Illustration by Isabelle Sarraf

WeChat is the most popular messaging app in China. When Chinese international students come to study in the U.S., it’s one of the only ways they can keep in contact with friends and family back home.

Megan Munce, Web Editor

When Weinberg sophomore Ika Qiao needs to contact someone, her “automatic reaction” is to open WeChat.

Weinberg junior Lily Liu said WeChat isn’t just a messaging app — it combines the functions of Facebook, Instagram, FaceTime and PayPal.

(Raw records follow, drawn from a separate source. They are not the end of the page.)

//! ardpicprog-serial - ProgramPIC protocol support
//!
//! This crate talks to PIC programmers running the ProgramPIC 1.x firmware
//! over a serial port or a TCP bridge.
//!
//! # Protocol Overview
//!
//! Commands are ASCII lines. The programmer answers with `OK`, `ERROR` or a
//! run of `PENDING` lines while it is busy; device descriptions and catalogs
//! are `key: value` lines ended by a lone `.`. Bulk reads and writes use
//! length-prefixed binary packets ended by a zero-length packet.
//!
//! # Supported Transports
//!
//! - Serial port: `/dev/ttyACM0`, `/dev/ttyUSB0`, `COM3`, etc.
//! - TCP socket: `ip=host:port`
//!
//! # Example
//!
//! ```no_run
//! use ardpicprog_serial::{open, operations, Connection};
//!
//! let conn = Connection::parse("/dev/ttyACM0")?;
//! let mut session = open(&conn, 9600)?;
//! let profile = operations::resolve_device(&mut session, "auto")?;
//! println!("{}", profile.describe());
//! let blank = operations::blank_check(&mut session, &profile)?;
//! println!("blank: {}", blank);
//! session.close()?;
//! # Ok::<(), Box<dyn std::error::Error>>(())
//! ```

pub mod error;
pub mod operations;
pub mod protocol;
pub mod session;
pub mod transport;

// Re-exports
pub use error::{DeviceError, Error, ErrorKind, ProtocolError, Result};
pub use session::{DeviceWords, ProgrammerSession, SessionState};
pub use transport::serial::SerialTransport;
pub use transport::tcp::TcpTransport;
pub use transport::Transport;

/// Where the programmer is attached
#[derive(Debug, Clone, PartialEq, Eq)]
pub enum Connection {
    /// Serial port connection
    Serial {
        /// Device path (e.g., "/dev/ttyACM0" or "COM3")
        device: String,
    },
    /// TCP socket connection
    Tcp {
        /// Hostname or IP address
        host: String,
        /// Port number
        port: u16,
    },
}

impl Connection {
    /// Parse a port string
    ///
    /// Formats:
    /// - `ip=host:port` - TCP connection
    /// - `dev=/dev/ttyACM0` or just `/dev/ttyACM0` - serial port
    pub fn parse(s: &str) -> std::result::Result<Self, String> {
        if let Some(ip) = s.strip_prefix("ip=") {
            let (host, port_str) = ip
                .rsplit_once(':')
                .ok_or_else(|| "Missing port in ip= parameter".to_string())?;
            let port = port_str
                .parse()
                .map_err(|_| format!("Invalid port: {}", port_str))?;
            if host.is_empty() {
                return Err("Missing host in ip= parameter".to_string());
            }
            return Ok(Connection::Tcp {
                host: host.to_string(),
                port,
            });
        }

        let device = s.strip_prefix("dev=").unwrap_or(s);
        if device.is_empty() {
            return Err("Empty serial port name".to_string());
        }
        Ok(Connection::Serial {
            device: device.to_string(),
        })
    }
}

/// Open a session and return it behind a type-erased transport
pub fn open(conn: &Connection, baud: u32) -> Result<ProgrammerSession<Box<dyn Transport>>> {
    let transport: Box<dyn Transport> = match conn {
        Connection::Serial { device } => Box::new(SerialTransport::open(device, baud)?),
        Connection::Tcp { host, port } => Box::new(TcpTransport::connect(host, *port)?),
    };
    ProgrammerSession::connect(transport)
}

#[cfg(test)]
mod tests {
    use super::*;

    #[test]
    fn test_parse_connection() {
        assert_eq!(
            Connection::parse("/dev/ttyACM0").unwrap(),
            Connection::Serial {
                device: "/dev/ttyACM0".into()
            }
        );
        assert_eq!(
            Connection::parse("dev=COM3").unwrap(),
            Connection::Serial {
                device: "COM3".into()
            }
        );
        assert_eq!(
            Connection::parse("ip=192.168.1.20:2217").unwrap(),
            Connection::Tcp {
                host: "192.168.1.20".into(),
                port: 2217
            }
        );
        assert!(Connection::parse("ip=localhost").is_err());
        assert!(Connection::parse("ip=localhost:http").is_err());
        assert!(Connection::parse("").is_err());
    }
}
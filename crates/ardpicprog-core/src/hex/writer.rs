//! Intel HEX writer

use alloc::string::String;
use alloc::vec::Vec;
use core::fmt::Write;

use super::{
    checksum, HexFormat, EOF_LINE, RECORD_DATA, RECORD_EXTENDED_LINEAR_ADDRESS,
    RECORD_EXTENDED_SEGMENT_ADDRESS, WORDS_PER_LINE,
};
use crate::image::HexImage;
use crate::range::AddressRange;

/// Offset of the device ID word inside the config area
const DEVICE_ID_OFFSET: u32 = 6;

/// Words per 64K byte segment
const SEGMENT_WORDS: u32 = 0x8000;

/// Serializes a [`HexImage`] as Intel HEX text
///
/// The writer remembers the last extended address it emitted, so a record is
/// only written when a data line lands in a different 64K segment.
pub struct HexWriter<'a> {
    image: &'a HexImage,
    format: HexFormat,
    segment: Option<u32>,
    out: String,
}

impl<'a> HexWriter<'a> {
    /// Create a writer for `image` using its effective format
    pub fn new(image: &'a HexImage) -> Self {
        let format = image.effective_format();
        let segment = if needs_segments(image, format) {
            None
        } else {
            Some(0)
        };
        Self {
            image,
            format,
            segment,
            out: String::new(),
        }
    }

    /// Write program memory, config words and data memory, then End Of File
    ///
    /// On devices with at least 8 config words the device ID word is left out.
    pub fn save(mut self, skip_ones: bool) -> String {
        let profile = self.image.profile();
        let program = profile.program_range();
        let config = profile.config_range();
        let data = profile.data_range();

        self.emit_range(program, skip_ones);
        if !config.is_empty() {
            if config.size() >= 8 {
                let id_word = config.start() + DEVICE_ID_OFFSET;
                self.emit_range(AddressRange::new(config.start(), id_word), skip_ones);
                self.emit_range(AddressRange::new(id_word + 1, config.post()), skip_ones);
            } else {
                self.emit_range(config, skip_ones);
            }
        }
        self.emit_range(data, skip_ones);
        self.finish()
    }

    /// Write every populated extent in ascending order, then End Of File
    pub fn save_cc(mut self, skip_ones: bool) -> String {
        for extent in self.image.extents() {
            self.emit_range(extent, skip_ones);
        }
        self.finish()
    }

    fn finish(mut self) -> String {
        self.out.push_str(EOF_LINE);
        self.out
    }

    /// Emit `range`, optionally leaving out runs of erased words
    fn emit_range(&mut self, range: AddressRange, skip_ones: bool) {
        if !skip_ones {
            self.emit_words(range);
            return;
        }

        let post = range.post();
        let mut current = range.start();
        while current < post {
            while current < post && self.image.is_all_ones(current) {
                current += 1;
            }
            if current >= post {
                break;
            }
            let mut limit = current + 1;
            while limit < post && !self.image.is_all_ones(limit) {
                limit += 1;
            }
            self.emit_words(AddressRange::new(current, limit));
            current = limit;
        }
    }

    /// Emit every word of `range`, at most 8 per data record
    fn emit_words(&mut self, range: AddressRange) {
        let post = range.post();
        let mut current = range.start();
        while current < post {
            self.select_segment(current);

            // Lines never straddle a 64K byte boundary
            let boundary = (current / SEGMENT_WORDS + 1) * SEGMENT_WORDS;
            let line_post = post.min(current + WORDS_PER_LINE).min(boundary);

            let byte_address = (current << 1) as u16;
            let mut record: Vec<u8> = Vec::with_capacity(4 + 2 * WORDS_PER_LINE as usize);
            record.push(((line_post - current) * 2) as u8);
            record.extend_from_slice(&byte_address.to_be_bytes());
            record.push(RECORD_DATA);
            for addr in current..line_post {
                record.extend_from_slice(&self.image.word(addr).to_le_bytes());
            }
            self.write_record(&record);
            current = line_post;
        }
    }

    /// Emit an extended address record if `addr` is in a new segment
    fn select_segment(&mut self, addr: u32) {
        if self.format == HexFormat::Ihx8m {
            return;
        }
        let segment = (addr << 1) >> 16;
        if self.segment == Some(segment) {
            return;
        }

        let (record_type, value) = if segment < 16 && self.format != HexFormat::Ihx32 {
            (RECORD_EXTENDED_SEGMENT_ADDRESS, segment << 12)
        } else {
            (RECORD_EXTENDED_LINEAR_ADDRESS, segment)
        };
        let value = (value as u16).to_be_bytes();
        log::trace!("hex: segment 0x{:X} via record type {:02X}", segment, record_type);
        self.write_record(&[0x02, 0x00, 0x00, record_type, value[0], value[1]]);
        self.segment = Some(segment);
    }

    fn write_record(&mut self, record: &[u8]) {
        self.out.push(':');
        for byte in record {
            // Writing into a String cannot fail
            let _ = write!(self.out, "{:02X}", byte);
        }
        let _ = write!(self.out, "{:02X}", checksum(record));
        self.out.push('\n');
    }
}

/// Check whether any device area reaches past the first 64K bytes
fn needs_segments(image: &HexImage, format: HexFormat) -> bool {
    if format == HexFormat::Ihx8m {
        return false;
    }
    image
        .profile()
        .areas()
        .iter()
        .any(|area| u64::from(area.range.post()) * 2 > 0x10000)
}

#[cfg(test)]
mod tests {
    use super::*;
    use crate::device::{DeviceDetails, DeviceProfile};
    use crate::hex::parse;
    use alloc::string::ToString;
    use alloc::sync::Arc;

    fn profile(pairs: &[(&str, &str)]) -> Arc<DeviceProfile> {
        let details: DeviceDetails = pairs
            .iter()
            .map(|(k, v)| (k.to_string(), v.to_string()))
            .collect();
        Arc::new(DeviceProfile::from_details(&details).unwrap())
    }

    fn lines(text: &str) -> Vec<&str> {
        text.lines().collect()
    }

    fn assert_checksums(text: &str) {
        for line in text.lines() {
            let hex = &line[1..];
            let bytes: Vec<u8> = (0..hex.len())
                .step_by(2)
                .map(|i| u8::from_str_radix(&hex[i..i + 2], 16).unwrap())
                .collect();
            let sum = bytes.iter().fold(0u8, |acc, &b| acc.wrapping_add(b));
            assert_eq!(sum, 0, "bad checksum on {}", line);
        }
    }

    #[test]
    fn test_skip_ones_splits_runs() {
        let profile = profile(&[("ProgramRange", "0000-0009"), ("ConfigRange", "2000-1FFF")]);
        let mut image = HexImage::new(profile, HexFormat::Auto);
        for addr in 0..10 {
            let word = if (2..6).contains(&addr) { 0x3FFF } else { 0x0001 };
            image.words_mut().set(addr, word);
        }

        let text = image.save_cc(true);
        assert_eq!(
            lines(&text),
            [
                ":0400000001000100FA",
                ":08000C000100010001000100E8",
                ":00000001FF",
            ]
        );
    }

    #[test]
    fn test_eight_words_per_line() {
        let profile = profile(&[("ProgramRange", "0000-0009")]);
        let mut image = HexImage::new(profile, HexFormat::Auto);
        image.words_mut().set_words(0, &[0; 10]);

        let text = image.save_cc(false);
        let out = lines(&text);
        assert_eq!(out.len(), 3);
        assert!(out[0].starts_with(":10000000"));
        assert!(out[1].starts_with(":04001000"));
        assert_checksums(&text);
    }

    #[test]
    fn test_undefined_words_written_erased() {
        let profile = profile(&[
            ("ProgramRange", "0000-0001"),
            ("ConfigRange", "2000-1FFF"),
            ("DataRange", "2100-20FF"),
        ]);
        let image = HexImage::new(profile, HexFormat::Auto);
        assert_eq!(image.save(false), ":04000000FF3FFF3F80\n:00000001FF\n");
        assert_eq!(image.save(true), EOF_LINE);
    }

    #[test]
    fn test_config_skips_device_id() {
        let profile = profile(&[
            ("ProgramRange", "0000-000F"),
            ("ConfigRange", "2000-2007"),
        ]);
        let mut image = HexImage::new(profile, HexFormat::Auto);
        image.words_mut().set_words(0x2000, &[1, 2, 3, 4, 5, 6, 0x0FC0, 8]);

        let text = image.save(true);
        assert_eq!(lines(&text).len(), 3);
        let reloaded = parse(&text).unwrap();
        assert_eq!(reloaded.get(0x0000), None);
        assert_eq!(reloaded.get(0x2005), Some(6));
        assert_eq!(reloaded.get(0x2006), None);
        assert_eq!(reloaded.get(0x2007), Some(8));
    }

    #[test]
    fn test_full_save_round_trip() {
        let profile = profile(&[
            ("ProgramRange", "0000-003F"),
            ("ConfigRange", "2000-2007"),
            ("DataRange", "2100-210F"),
        ]);
        let mut image = HexImage::new(profile.clone(), HexFormat::Auto);
        for area in profile.areas() {
            for addr in area.range.addresses() {
                image.words_mut().set(addr, (addr as u16) & 0xFF);
            }
        }

        let text = image.save(false);
        assert_checksums(&text);
        // Config and data live past 0x4000 bytes but below 64K, so no
        // extended address records are needed
        assert!(text.lines().all(|line| &line[7..9] != "02" && &line[7..9] != "04"));

        let reloaded = parse(&text).unwrap();
        for area in profile.areas() {
            for addr in area.range.addresses() {
                if addr == 0x2006 {
                    assert_eq!(reloaded.get(addr), None);
                } else {
                    assert_eq!(reloaded.get(addr), image.words().get(addr));
                }
            }
        }
    }

    #[test]
    fn test_segment_records_for_large_devices() {
        let profile = profile(&[
            ("ProgramRange", "0000-FFFF"),
            ("ProgramBits", "14"),
            ("ConfigRange", "2000-1FFF"),
            ("DataRange", "2100-20FF"),
        ]);
        let mut image = HexImage::new(profile, HexFormat::Ihx16);
        image.words_mut().set(0x0000, 0x0123);
        image.words_mut().set(0x8000, 0x0456);

        let text = image.save_cc(false);
        assert_eq!(
            lines(&text),
            [
                ":020000020000FC",
                ":020000002301DA",
                ":020000021000EC",
                ":020000005604A4",
                ":00000001FF",
            ]
        );
        let reloaded = parse(&text).unwrap();
        assert_eq!(reloaded.get(0x8000), Some(0x0456));
    }

    #[test]
    fn test_linear_records_for_ihx32() {
        let profile = profile(&[("ProgramRange", "0000-FFFF"), ("ProgramBits", "16")]);
        let mut image = HexImage::new(profile, HexFormat::Auto);
        image.words_mut().set(0x8000, 0x0456);

        let text = image.save_cc(false);
        assert_eq!(
            lines(&text),
            [":020000040001F9", ":020000005604A4", ":00000001FF"]
        );
    }

    #[test]
    fn test_lines_do_not_cross_segments() {
        let profile = profile(&[("ProgramRange", "0000-FFFF"), ("ProgramBits", "16")]);
        let mut image = HexImage::new(profile, HexFormat::Auto);
        image.words_mut().set_words(0x7FFE, &[1, 2, 3, 4]);

        let text = image.save_cc(false);
        let reloaded = parse(&text).unwrap();
        assert_eq!(reloaded.get(0x7FFF), Some(2));
        assert_eq!(reloaded.get(0x8000), Some(3));
        assert_eq!(reloaded.get(0x8001), Some(4));
        assert_eq!(reloaded.word_count(), 4);
    }

    #[test]
    fn test_ihx8m_has_no_extended_records() {
        let profile = profile(&[("ProgramRange", "0000-FFFF"), ("ProgramBits", "16")]);
        let mut image = HexImage::new(profile, HexFormat::Ihx8m);
        image.words_mut().set(0x8000, 0x0456);

        assert_eq!(image.save_cc(false), ":020000005604A4\n:00000001FF\n");
    }
}
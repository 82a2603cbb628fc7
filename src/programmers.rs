//! Programmer connection and dispatch
//!
//! The `--port` value picks the transport: `dummy` opens the in-memory
//! emulator (when built with the `dummy` feature), anything else is handed
//! to [`Connection::parse`] as a serial device or TCP address.

use ardpicprog_serial::{Connection, ProgrammerSession, Transport};

use crate::CliError;

#[cfg(feature = "dummy")]
/// Port name that selects the in-memory emulator
pub const DUMMY_PORT: &str = "dummy";

/// Session over any of the supported transports
pub type Session = ProgrammerSession<Box<dyn Transport>>;

/// Open the programmer on `port` and complete the version handshake
pub fn open_programmer(port: &str, speed: u32) -> Result<Session, CliError> {
    log::info!("Initializing programmer ...");

    #[cfg(feature = "dummy")]
    if port == DUMMY_PORT {
        log::debug!("Using emulated programmer");
        let transport: Box<dyn Transport> =
            Box::new(ardpicprog_dummy::DummyProgrammer::new_default());
        return Ok(ProgrammerSession::connect(transport)?);
    }

    let conn = Connection::parse(port).map_err(CliError::Usage)?;
    match &conn {
        Connection::Serial { device } => log::debug!("Opening {} at {} baud", device, speed),
        Connection::Tcp { host, port } => log::debug!("Connecting to {}:{}", host, port),
    }
    Ok(ardpicprog_serial::open(&conn, speed)?)
}

/// Power down and release the programmer
///
/// Close problems are reported but never override the command's own result.
pub fn close_programmer(mut session: Session) {
    log::info!("Closing programmer...");
    if let Err(e) = session.close() {
        log::warn!("Problem while closing programmer port: {}", e);
    }
}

The two are among the many Chinese international students who are at risk of losing their strongest connection to friends and family at home if President Trump’s proposed ban on WeChat is allowed to take effect. The ban, which has been temporarily blocked in court, would prevent all updates and new downloads as well as all financial transactions through the app and could even instruct internet providers to block traffic to the app.

Banning social media apps is not a novel move in the sphere of Sino-U.S. relations — Facebook, Twitter, Snapchat and Instagram are all among the U.S.-based social media companies blocked by the Chinese government.

But Liu believes the WeChat ban is much different in the scope of users it will affect.

“These (apps) have been banned since such a long time ago, people in China don’t really use these apps,” Liu said. “But WeChat is something that everyone uses in China.”

Qiao said adapting to this ban would also be different because of the near monopoly WeChat has on communication in China. She first learned about the potential ban from her parents, who have been urging her to look into other ways to be able to communicate with them at home in Shanghai.

Weinberg sophomore Annie Chen’s parents forced her to download a “random messaging app” out of fear that they would wake up one day and no longer be able to communicate with her. The same fear of losing all contact with her parents caused Liu to feel “a little anxiety.”

Despite the magnitude of the ban’s impact, Chen, Qiao and Liu aren’t surprised by the move by the Trump administration, which has previously targeted international students through prohibitive visa restrictions and targeted Chinese people in particular through the use of rhetoric such as “Chinese virus” during the COVID-19 pandemic. 

For now, Qiao is exploring using email and other means of communicating with her family, but worries that these apps may also be banned in the future.